In-vitro examination of the electrical conduction characteristics and the beating of cardiomyocytes can be done using Microelectrode arrays(MEAs). The microelectrodes continuously monitor the electrical activity of the active cardiac cells on a microsecond timescale and presents a precise data based on that. Since the introduction of MEAs, many efforts have been made by scientists to evolve this technology by means of microfabrication. Previously, planar metallic electrodes were mostly used for this study but they could not penetrate the dead cells and reach the active cell layers. To overcome this, protruding 3-D microelectrodes were introduced that could puncture the dead tissues and reach the active cells for effective recording of cardiac electrical potentials.

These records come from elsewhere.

//! Runtime configuration.
//!
//! Every section has defaults, so an empty JSON object is a valid config.

use serde::Deserialize;
use std::collections::HashMap;
use std::path::Path;
use std::time::Duration;
use thiserror::Error;

use crate::retry::{RetryPolicy, DEFAULT_MAX_RETRIES, DEFAULT_RETRY_DELAY};

#[derive(Error, Debug)]
pub enum ConfigError {
    #[error("failed to read config file {path}: {source}")]
    Read {
        path: String,
        #[source]
        source: std::io::Error,
    },

    #[error("invalid config: {0}")]
    Parse(#[from] serde_json::Error),

    #[error("invalid config: {0}")]
    Invalid(String),
}

/// Backoff shape for [`RetryConfig`].
#[derive(Debug, Clone, Copy, PartialEq, Eq, Deserialize, Default)]
#[serde(rename_all = "snake_case")]
pub enum Backoff {
    #[default]
    Fixed,
    Exponential,
}

#[derive(Debug, Clone, PartialEq, Eq, Deserialize)]
#[serde(default)]
pub struct RetryConfig {
    pub max_retries: u32,
    pub delay_ms: u64,
    pub backoff: Backoff,
}

impl Default for RetryConfig {
    fn default() -> Self {
        Self {
            max_retries: DEFAULT_MAX_RETRIES,
            delay_ms: DEFAULT_RETRY_DELAY.as_millis() as u64,
            backoff: Backoff::Fixed,
        }
    }
}

impl RetryConfig {
    pub fn policy(&self) -> RetryPolicy {
        let delay = Duration::from_millis(self.delay_ms);
        match (self.max_retries, self.backoff) {
            (0, _) => RetryPolicy::None,
            (n, Backoff::Fixed) => RetryPolicy::fixed(n, delay),
            (n, Backoff::Exponential) => RetryPolicy::Exponential {
                max_retries: n,
                initial_delay: delay,
                max_delay: Duration::from_secs(300),
            },
        }
    }
}

#[derive(Debug, Clone, PartialEq, Eq, Deserialize)]
pub struct TopologyConfig {
    pub name: String,
    #[serde(default = "default_partitions")]
    pub partitions: u32,
    /// Expected counts come from a previous task instead of the input.
    #[serde(default)]
    pub chained: bool,
}

fn default_partitions() -> u32 {
    8
}

impl TopologyConfig {
    pub fn new(name: impl Into<String>) -> Self {
        Self {
            name: name.into(),
            partitions: default_partitions(),
            chained: false,
        }
    }

    pub fn partitions(mut self, partitions: u32) -> Self {
        self.partitions = partitions;
        self
    }

    pub fn chained(mut self, chained: bool) -> Self {
        self.chained = chained;
        self
    }
}

#[derive(Debug, Clone, PartialEq, Eq, Deserialize)]
#[serde(default)]
pub struct WorkerConfig {
    pub poll_interval_ms: u64,
    pub batch_size: usize,
    pub retry: RetryConfig,
}

impl Default for WorkerConfig {
    fn default() -> Self {
        Self {
            poll_interval_ms: 200,
            batch_size: 16,
            retry: RetryConfig::default(),
        }
    }
}

impl WorkerConfig {
    pub fn poll_interval(&self) -> Duration {
        Duration::from_millis(self.poll_interval_ms)
    }
}

#[derive(Debug, Clone, PartialEq, Eq, Deserialize)]
#[serde(default)]
pub struct BucketConfig {
    pub capacity: u64,
}

impl Default for BucketConfig {
    fn default() -> Self {
        Self { capacity: 100_000 }
    }
}

#[derive(Debug, Clone, PartialEq, Eq, Deserialize)]
#[serde(default)]
pub struct MonitorConfig {
    pub interval_secs: u64,
    pub run_on_start: bool,
}

impl Default for MonitorConfig {
    fn default() -> Self {
        Self {
            interval_secs: 60,
            run_on_start: true,
        }
    }
}

impl MonitorConfig {
    pub fn interval(&self) -> Duration {
        Duration::from_secs(self.interval_secs)
    }
}

/// Indexing engine endpoints per target environment.
#[derive(Debug, Clone, Default, PartialEq, Eq, Deserialize)]
#[serde(default)]
pub struct IndexingConfig {
    pub environments: HashMap<String, String>,
}

impl IndexingConfig {
    pub fn with_environment(mut self, name: impl Into<String>, endpoint: impl Into<String>) -> Self {
        self.environments.insert(name.into(), endpoint.into());
        self
    }

    pub fn endpoint(&self, environment: &str) -> Option<&str> {
        self.environments.get(environment).map(String::as_str)
    }
}

#[derive(Debug, Clone, Default, PartialEq, Eq, Deserialize)]
#[serde(default)]
pub struct Config {
    pub topologies: Vec<TopologyConfig>,
    pub worker: WorkerConfig,
    pub buckets: BucketConfig,
    pub monitor: MonitorConfig,
    pub indexing: IndexingConfig,
}

impl Config {
    pub fn from_json_str(json: &str) -> Result<Self, ConfigError> {
        let config: Config = serde_json::from_str(json)?;
        config.validate()?;
        Ok(config)
    }

    pub fn from_json_file(path: impl AsRef<Path>) -> Result<Self, ConfigError> {
        let path = path.as_ref();
        let raw = std::fs::read_to_string(path).map_err(|source| ConfigError::Read {
            path: path.display().to_string(),
            source,
        })?;
        Self::from_json_str(&raw)
    }

    pub fn topology(&self, name: &str) -> Option<&TopologyConfig> {
        self.topologies.iter().find(|t| t.name == name)
    }

    fn validate(&self) -> Result<(), ConfigError> {
        if let Some(t) = self.topologies.iter().find(|t| t.partitions == 0) {
            return Err(ConfigError::Invalid(format!(
                "topology {} must have at least one partition",
                t.name
            )));
        }
        if self.buckets.capacity == 0 {
            return Err(ConfigError::Invalid("bucket capacity must be positive".into()));
        }
        if self.worker.batch_size == 0 {
            return Err(ConfigError::Invalid("worker batch size must be positive".into()));
        }
        if self.worker.poll_interval_ms == 0 {
            return Err(ConfigError::Invalid("worker poll interval must be positive".into()));
        }
        if self.monitor.interval_secs == 0 {
            return Err(ConfigError::Invalid("monitor interval must be positive".into()));
        }
        Ok(())
    }
}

The characteristics of an electrode are defined by the characteristics of the material used to develop it. In this paper, we focus on the fabrication of cylindrical 3-dimensional Glassy Carbon microelectrode arrays (MEAs) for analyzing cell preparations from cardiac tissues. In order to improve the electrical properties of the commercially available electrodes, we have used a highly conductive material for fabrication. Glassy Carbon microelectrodes were fabricated by the pyrolysis of SU-8 microelectrodes which were developed by a standard lithographic process on Silicon wafer. The ohmic nature and high conductivity of Glassy Carbon makes it a suitable material to be implemented in electrophysiological studies. Further in our work, we have performed the theoretical and structural analysis using Comsol Multiphysics 5.2 considering different geometries of microelectrodes. The skin insertion force is calculated to be 0.012N, which is much lesser than the comprehensive force (15.38N), the maximum bending force (0.885N) and the maximum buckling force (3.28N) per cylindrical microelectrode. The maximum Von Mises stress (as shown in the figure) acting at the base where it is attached to the substrate is found out to be 6.56x10⁶ N/m² for each cylindrical microneedle. Among all the considered geometries, it can be concluded that the fabricated cylindrical microelectrodes penetrate successfully without breaking or bending and causing minimal damage to the cardiac tissues. The slanted tip microelectrode was also favored as it’s design makes it able to easily pierce the cardiac cell layers. However, the Maximum Von Mises stress distribution showed that the stress at the tip was much higher than the Yield strength of Glassy Carbon (4Gpa) making it evident that the tip might break while penetrating. With the theoretical and simulation analysis performed we were thus able to optimize the geometry and establish that Glassy Carbon proves to be a good material for fabrication of 3D microelectrode arrays.